ANTIOXIDANTS. The antioxidants in green tea have a powerful effect on the inside of your body, so it’s only natural that it has the same effect on your skin. The polyphenols in green tea fight free radicals that can cause skin damage and make your skin appear sagging and lifeless. Studies are still being conducted by various research institutions, but green tea has been shown in the past to improve skin elasticity and reduce certain signs of aging. These are also combined to help inhibit the growth of proteins that can lead to cancerous cell growths.

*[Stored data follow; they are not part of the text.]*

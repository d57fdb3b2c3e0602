// Copyright (c) 2025-2026 brdigetrlol. All rights reserved.
// SPDX-License-Identifier: LicenseRef-Icarus-Proprietary
// See LICENSE in the repository root for full license terms.

//! Running per-user emotional profile. In-memory only.

use std::collections::{BTreeMap, VecDeque};

use serde::{Deserialize, Serialize};

use crate::emotion::{Emotion, EmotionalState};

#[derive(Debug, Clone, Serialize, Deserialize)]
pub struct UserProfile {
    /// How often each emotion was the primary result.
    pub emotion_patterns: BTreeMap<Emotion, u32>,
    /// Primary emotions in the order they first appeared. Breaks count ties.
    pub first_seen: Vec<Emotion>,
    /// The last `intensity_window` intensities, oldest first.
    pub intensity_history: VecDeque<f32>,
    /// Mean of the last `intensity_window` intensities.
    pub avg_intensity: f32,
    /// Number of intensities averaged.
    pub intensity_window: usize,
}

impl UserProfile {
    pub fn new(intensity_window: usize) -> Self {
        Self {
            emotion_patterns: BTreeMap::new(),
            first_seen: Vec::new(),
            intensity_history: VecDeque::new(),
            avg_intensity: 0.0,
            intensity_window: intensity_window.max(1),
        }
    }

    pub fn update(&mut self, state: &EmotionalState) {
        *self.emotion_patterns.entry(state.primary_emotion).or_insert(0) += 1;
        if !self.first_seen.contains(&state.primary_emotion) {
            self.first_seen.push(state.primary_emotion);
        }

        if self.intensity_history.len() >= self.intensity_window.max(1) {
            self.intensity_history.pop_front();
        }
        self.intensity_history.push_back(state.intensity);
        self.avg_intensity = self.intensity_history.iter().sum::<f32>() / self.intensity_history.len() as f32;
    }

    /// Most frequent primary emotion so far; ties go to the one seen first.
    pub fn most_common(&self) -> Option<Emotion> {
        let mut best: Option<(Emotion, u32)> = None;
        for &emotion in &self.first_seen {
            let count = self.count(emotion);
            if best.map_or(true, |(_, c)| count > c) {
                best = Some((emotion, count));
            }
        }
        best.map(|(e, _)| e)
    }

    pub fn count(&self, emotion: Emotion) -> u32 {
        self.emotion_patterns.get(&emotion).copied().unwrap_or(0)
    }

    pub fn total(&self) -> u32 {
        self.emotion_patterns.values().sum()
    }
}

impl Default for UserProfile {
    fn default() -> Self {
        Self::new(10)
    }
}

ECGC. Epigallocatechin gallate, commonly known as ECGC, is known for its properties in reducing disease and inflammation. This can be helpful with treating a variety of skin conditions beyond just simple anti-aging, such as rosacea, psoriasis and possibly different types of skin cancer. This chemical can also help rejuvenate skin growth and help prevent acne. vine vera

VITAMINS. The healthy vitamins C, E and K all make their presence known in green tea. Vitamin C is incredibly helpful in aiding the body in producing collagen, which restores plumpness to sagging skin and is an important building block for that youthful glow. Vitamin E interacts with cells to help destroy free radicals and prevent cancer. The less commonly known vitamin, Vitamin K, helps boost the clotting factor in the skin and helps reduce redness. Put them all together, and you have a potent mix.

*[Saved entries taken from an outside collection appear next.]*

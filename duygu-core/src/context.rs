// Copyright (c) 2025-2026 brdigetrlol. All rights reserved.
// SPDX-License-Identifier: LicenseRef-Icarus-Proprietary
// See LICENSE in the repository root for full license terms.

//! Situational weights that do not depend on the lexical content of a text:
//! time of day, topical setting, and the previous analysis.

use std::collections::BTreeMap;

use chrono::{Local, Timelike};
use serde::{Deserialize, Serialize};

use crate::emotion::Emotion;

pub const NIGHT_TIME: &str = "night_time";
pub const DAY_TIME: &str = "day_time";
pub const EMOTIONAL_VULNERABILITY: &str = "emotional_vulnerability";
pub const ENTERTAINMENT_CONTEXT: &str = "entertainment_context";
pub const PROBLEM_SOLVING_CONTEXT: &str = "problem_solving_context";
pub const RECENT_SADNESS: &str = "recent_sadness";

const ENTERTAINMENT_WORDS: &[&str] = &["video", "müzik", "şarkı", "film"];
const PROBLEM_WORDS: &[&str] = &["yardım", "problem", "sorun", "hata"];

/// Caller-supplied context for one analysis.
#[derive(Debug, Clone, Default, Serialize, Deserialize)]
pub struct AnalysisContext {
    /// Hour of day [0, 23]. Local wall-clock hour when absent.
    pub hour: Option<u32>,
    /// Free-form label of how the text arrived ("voice_command", "keyboard").
    pub interaction_type: Option<String>,
}

impl AnalysisContext {
    pub fn at_hour(hour: u32) -> Self {
        Self {
            hour: Some(hour),
            ..Self::default()
        }
    }

    pub fn with_interaction(mut self, kind: impl Into<String>) -> Self {
        self.interaction_type = Some(kind.into());
        self
    }

    pub fn resolved_hour(&self) -> u32 {
        self.hour.unwrap_or_else(|| Local::now().hour()) % 24
    }
}

/// Night covers 22:00 through 05:59.
pub fn is_night(hour: u32) -> bool {
    hour >= 22 || hour < 6
}

/// Derive context scores. Night and day are mutually exclusive.
pub fn evaluate_context(
    text: &str,
    context: &AnalysisContext,
    last_primary: Option<Emotion>,
) -> BTreeMap<String, f32> {
    let lower = text.to_lowercase();
    let mut scores = BTreeMap::new();

    if is_night(context.resolved_hour()) {
        scores.insert(NIGHT_TIME.to_string(), 0.7);
        scores.insert(EMOTIONAL_VULNERABILITY.to_string(), 0.6);
    } else {
        scores.insert(DAY_TIME.to_string(), 0.7);
    }

    if ENTERTAINMENT_WORDS.iter().any(|w| lower.contains(w)) {
        scores.insert(ENTERTAINMENT_CONTEXT.to_string(), 0.8);
    }
    if PROBLEM_WORDS.iter().any(|w| lower.contains(w)) {
        scores.insert(PROBLEM_SOLVING_CONTEXT.to_string(), 0.9);
    }

    if last_primary == Some(Emotion::Sadness) {
        scores.insert(RECENT_SADNESS.to_string(), 0.6);
    }

    scores
}

#[cfg(test)]
mod tests {
    use super::*;

    #[test]
    fn test_night_window() {
        for hour in [22, 23, 0, 3, 5] {
            assert!(is_night(hour), "hour {hour} should be night");
        }
        for hour in [6, 12, 18, 21] {
            assert!(!is_night(hour), "hour {hour} should be day");
        }
    }

    #[test]
    fn test_night_and_day_exclusive() {
        let night = evaluate_context("", &AnalysisContext::at_hour(23), None);
        assert_eq!(night.get(NIGHT_TIME), Some(&0.7));
        assert_eq!(night.get(EMOTIONAL_VULNERABILITY), Some(&0.6));
        assert!(!night.contains_key(DAY_TIME));

        let day = evaluate_context("", &AnalysisContext::at_hour(14), None);
        assert_eq!(day.get(DAY_TIME), Some(&0.7));
        assert!(!day.contains_key(NIGHT_TIME));
        assert!(!day.contains_key(EMOTIONAL_VULNERABILITY));
    }

    #[test]
    fn test_topical_context() {
        let scores = evaluate_context("müzik çalarken hata aldım", &AnalysisContext::at_hour(10), None);
        assert_eq!(scores.get(ENTERTAINMENT_CONTEXT), Some(&0.8));
        assert_eq!(scores.get(PROBLEM_SOLVING_CONTEXT), Some(&0.9));
    }

    #[test]
    fn test_recent_sadness() {
        let ctx = AnalysisContext::at_hour(10);
        let after_sad = evaluate_context("merhaba", &ctx, Some(Emotion::Sadness));
        assert_eq!(after_sad.get(RECENT_SADNESS), Some(&0.6));
        let after_joy = evaluate_context("merhaba", &ctx, Some(Emotion::Joy));
        assert!(!after_joy.contains_key(RECENT_SADNESS));
    }

    #[test]
    fn test_resolved_hour_wraps() {
        assert_eq!(AnalysisContext::at_hour(25).resolved_hour(), 1);
        assert!(AnalysisContext::default().resolved_hour() < 24);
    }
}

The best part about green tea is that it is readily accessible and easy to incorporate into your skincare routine. It’s not only simple to do but can be downright refreshing, particularly on a warm summer day. Here are some of the best ways to include this potent ingredient into your skincare routine:

-Your doctor says to always wear sunscreen, but you can combine green tea with a zinc oxide-based sunblock formula in order to give you the maximum sun protection. Put green tea into a spray bottle and let it cool in the refrigerator. Spray onto your skin and let dry before applying your sunscreen.

-You can use that same spray as a refreshing toner. After cleansing, spritz on your face before you apply your favorite moisturizer.

-Reduce the puffiness of your eyes with the green tea teabags. Run two under warm water to release the tea’s healing properties.  Apply to eyes and allow to rest on your eyes for 10 to 15 minutes. vine vera

-Pair with your favorite facial cleanser for antioxidant properties. Run the teabag under the warm water and open the bag. Combine with your favorite cream cleanser and apply to your face, leaving on for five minutes and then rinsing.

-Use it for a steam facial. Make green tea in a bowl, put a towel over your face and put your face over the bowl. This method will open your pores and allow the toxins to escape. Leave on for five minutes, then wash face with cleanser.

-Look for Camellia Sinensis Leaf Extract, green tea’s technical name, on the ingredient label of your favorite skin care products. The cosmetics industry has caught onto the massive benefits of green tea and is including it in skin care products especially those focused on eyes.

Are you ready to incorporate some green tea into your skin care routine? How are you planning to do it?